The data that follows should be copied out exactly.

### RECORDS FOR THIS EXERCISE
───

//! Credentials and access tokens for the Google Drive API.
//!
//! This crate knows how to hold credentials and how to hand out bearer tokens. It does not
//! implement any OAuth consent or service-account signing flow: key based credentials are turned
//! into tokens by an [`AuthProvider`] supplied by the caller.

#![forbid(unsafe_code)]
#![warn(rust_2018_idioms)]

use async_trait::async_trait;
use std::{error::Error as StdError, sync::Arc};
use thiserror::Error as ThisError;

pub use credentials::{Credentials, RefreshCredentials};
pub use service_account::ServiceAccountKey;
pub use token::{AccessToken, RefreshingToken, StaticToken, TokenProvider};

mod credentials;
mod service_account;
mod token;

/// The single permission scope requested for key based credentials: full read/write access to
/// the files of the account.
pub const DRIVE_SCOPE: &str = "https://www.googleapis.com/auth/drive";

/// Type alias for `Result<T, Error>`.
pub type Result<T> = std::result::Result<T, Error>;

/// Errors that can occur while resolving credentials or fetching access tokens.
#[derive(Debug, ThisError)]
pub enum Error {
    /// Failed to read the key file.
    #[error("failed to read key file")]
    ReadKeyFile(#[source] std::io::Error),
    /// Failed to parse the service account key.
    #[error("failed to parse service account key")]
    ParseKey(#[from] serde_json::Error),
    /// Failed to send the token request.
    #[error("failed to send token request")]
    Request(#[from] reqwest::Error),
    /// The token endpoint rejected the request.
    #[error("token endpoint returned status {status}: {error}")]
    TokenEndpoint {
        status: u16,
        error: String,
        description: Option<String>,
    },
    /// Key based credentials were configured without an [`AuthProvider`].
    #[error("no auth provider configured for service account credentials")]
    MissingAuthProvider,
    /// The auth provider failed.
    #[error("auth provider failed")]
    Provider(#[source] Box<dyn StdError + Send + Sync>),
}

/// External capability that turns service account key material into a [`TokenProvider`].
///
/// Implementations typically sign a JWT with the key and exchange it for access tokens,
/// refreshing them as they expire.
#[async_trait]
pub trait AuthProvider: Send + Sync {
    async fn authorize(
        &self,
        key: &ServiceAccountKey,
        scopes: &[&str],
    ) -> Result<Arc<dyn TokenProvider>>;
}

───

### THE ANSWER
//! Credentials and access tokens for the Google Drive API.
//!
//! This crate knows how to hold credentials and how to hand out bearer tokens. It does not
//! implement any OAuth consent or service-account signing flow: key based credentials are turned
//! into tokens by an [`AuthProvider`] supplied by the caller.

#![forbid(unsafe_code)]
#![warn(rust_2018_idioms)]

use async_trait::async_trait;
use std::{error::Error as StdError, sync::Arc};
use thiserror::Error as ThisError;

pub use credentials::{Credentials, RefreshCredentials};
pub use service_account::ServiceAccountKey;
pub use token::{AccessToken, RefreshingToken, StaticToken, TokenProvider};

mod credentials;
mod service_account;
mod token;

/// The single permission scope requested for key based credentials: full read/write access to
/// the files of the account.
pub const DRIVE_SCOPE: &str = "https://www.googleapis.com/auth/drive";

/// Type alias for `Result<T, Error>`.
pub type Result<T> = std::result::Result<T, Error>;

/// Errors that can occur while resolving credentials or fetching access tokens.
#[derive(Debug, ThisError)]
pub enum Error {
    /// Failed to read the key file.
    #[error("failed to read key file")]
    ReadKeyFile(#[source] std::io::Error),
    /// Failed to parse the service account key.
    #[error("failed to parse service account key")]
    ParseKey(#[from] serde_json::Error),
    /// Failed to send the token request.
    #[error("failed to send token request")]
    Request(#[from] reqwest::Error),
    /// The token endpoint rejected the request.
    #[error("token endpoint returned status {status}: {error}")]
    TokenEndpoint {
        status: u16,
        error: String,
        description: Option<String>,
    },
    /// Key based credentials were configured without an [`AuthProvider`].
    #[error("no auth provider configured for service account credentials")]
    MissingAuthProvider,
    /// The auth provider failed.
    #[error("auth provider failed")]
    Provider(#[source] Box<dyn StdError + Send + Sync>),
}

/// External capability that turns service account key material into a [`TokenProvider`].
///
/// Implementations typically sign a JWT with the key and exchange it for access tokens,
/// refreshing them as they expire.
#[async_trait]
pub trait AuthProvider: Send + Sync {
    async fn authorize(
        &self,
        key: &ServiceAccountKey,
        scopes: &[&str],
    ) -> Result<Arc<dyn TokenProvider>>;
}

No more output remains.